Crié a las tres hijas huérfanas de mi hermano durante quince años.

Exhaló y bajó la mirada.

Lyra volvió a colocar cuidadosamente los papeles sobre la mesa.

“Deberíamos hablar con él.”

Dora levantó la vista. “¿Ahora?!”

—Sí —dijo Lyra—. Ya hemos esperado suficiente, ¿no?

Estuve de acuerdo.

“De acuerdo. Su número está al final de la carta.”

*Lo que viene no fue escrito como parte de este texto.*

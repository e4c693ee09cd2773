//! HTTP boundary between the frontend and the backend.
//!
//! Every request goes through the helpers here so callers get a tagged
//! `ApiError` instead of a stringly-typed failure. Callers match on the
//! variant, never on message text.

use gloo_net::http::Request;
use serde::{de::DeserializeOwned, Serialize};
use thiserror::Error;

use crate::system::auth::storage;

/// What went wrong talking to the backend.
#[derive(Debug, Clone, PartialEq, Error)]
pub enum ApiError {
    /// Request never reached the server (offline, DNS, CORS).
    #[error("네트워크 오류: {0}")]
    Network(String),

    /// Server answered with a non-2xx status.
    #[error("서버 오류 ({status})")]
    Status { status: u16, body: String },

    /// Server answered 2xx but the body did not parse.
    #[error("응답 해석 실패: {0}")]
    Decode(String),
}

impl ApiError {
    pub fn is_unauthorized(&self) -> bool {
        matches!(self, ApiError::Status { status: 401, .. })
    }
}

/// Get the base URL for API requests
///
/// Constructs the API base URL from the current window location,
/// using port 3000 for the backend server.
pub fn api_base() -> String {
    let window = match web_sys::window() {
        Some(w) => w,
        None => return String::new(),
    };
    let location = window.location();
    let protocol = location.protocol().unwrap_or_else(|_| "http:".to_string());
    let hostname = location
        .hostname()
        .unwrap_or_else(|_| "127.0.0.1".to_string());
    format!("{}//{}:3000", protocol, hostname)
}

pub fn api_url(path: &str) -> String {
    format!("{}{}", api_base(), path)
}

fn auth_header() -> Option<String> {
    storage::get_access_token().map(|t| format!("Bearer {}", t))
}

async fn read_error(response: gloo_net::http::Response) -> ApiError {
    let status = response.status();
    let body = response.text().await.unwrap_or_default();
    ApiError::Status { status, body }
}

/// GET a JSON payload with the stored access token attached.
pub async fn get_json<T: DeserializeOwned>(path: &str) -> Result<T, ApiError> {
    let mut request = Request::get(&api_url(path));
    if let Some(header) = auth_header() {
        request = request.header("Authorization", &header);
    }

    let response = request
        .send()
        .await
        .map_err(|e| ApiError::Network(e.to_string()))?;

    if !response.ok() {
        return Err(read_error(response).await);
    }

    response
        .json::<T>()
        .await
        .map_err(|e| ApiError::Decode(e.to_string()))
}

/// POST a JSON body and decode a JSON response.
pub async fn post_json<B: Serialize, T: DeserializeOwned>(
    path: &str,
    body: &B,
) -> Result<T, ApiError> {
    let mut request = Request::post(&api_url(path));
    if let Some(header) = auth_header() {
        request = request.header("Authorization", &header);
    }

    let response = request
        .json(body)
        .map_err(|e| ApiError::Decode(e.to_string()))?
        .send()
        .await
        .map_err(|e| ApiError::Network(e.to_string()))?;

    if !response.ok() {
        return Err(read_error(response).await);
    }

    response
        .json::<T>()
        .await
        .map_err(|e| ApiError::Decode(e.to_string()))
}

/// PUT a JSON body and decode a JSON response.
pub async fn put_json<B: Serialize, T: DeserializeOwned>(
    path: &str,
    body: &B,
) -> Result<T, ApiError> {
    let mut request = Request::put(&api_url(path));
    if let Some(header) = auth_header() {
        request = request.header("Authorization", &header);
    }

    let response = request
        .json(body)
        .map_err(|e| ApiError::Decode(e.to_string()))?
        .send()
        .await
        .map_err(|e| ApiError::Network(e.to_string()))?;

    if !response.ok() {
        return Err(read_error(response).await);
    }

    response
        .json::<T>()
        .await
        .map_err(|e| ApiError::Decode(e.to_string()))
}

/// POST a JSON body where the caller only cares about success.
pub async fn post_json_no_content<B: Serialize>(path: &str, body: &B) -> Result<(), ApiError> {
    let mut request = Request::post(&api_url(path));
    if let Some(header) = auth_header() {
        request = request.header("Authorization", &header);
    }

    let response = request
        .json(body)
        .map_err(|e| ApiError::Decode(e.to_string()))?
        .send()
        .await
        .map_err(|e| ApiError::Network(e.to_string()))?;

    if !response.ok() {
        return Err(read_error(response).await);
    }

    Ok(())
}

/// DELETE a resource.
pub async fn delete(path: &str) -> Result<(), ApiError> {
    let mut request = Request::delete(&api_url(path));
    if let Some(header) = auth_header() {
        request = request.header("Authorization", &header);
    }

    let response = request
        .send()
        .await
        .map_err(|e| ApiError::Network(e.to_string()))?;

    if !response.ok() {
        return Err(read_error(response).await);
    }

    Ok(())
}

Lyra lo tomó y gritó, con las manos temblorosas: «Papá, ¿puedes venir?». Luego asintió. «De acuerdo. Adiós».

“Está en una tienda cercana. Estará aquí en quince minutos”, dijo ella.

Durante la espera, nadie habló.

Antes de que transcurriera un cuarto de hora, llamaron a la puerta.

Antes de abrir la puerta, eché un último vistazo a mis hijas en el salón.

Su padre estaba allí.

Cuando entró, nadie dijo una palabra.

Entonces Lyra rompió el silencio.

“¿De verdad te has mantenido alejado de mí todo este tiempo?”

Edwin bajó la mirada, avergonzado.

Dora dio un paso al frente.

“¿Creías que no nos daríamos cuenta? ¿Que no importaría?”
Su expresión cambió ligeramente.

“Pensé que… estarías mejor así. Y no quería empañar la memoria de tu madre.”

“No tienes que decidir eso”, dijo ella.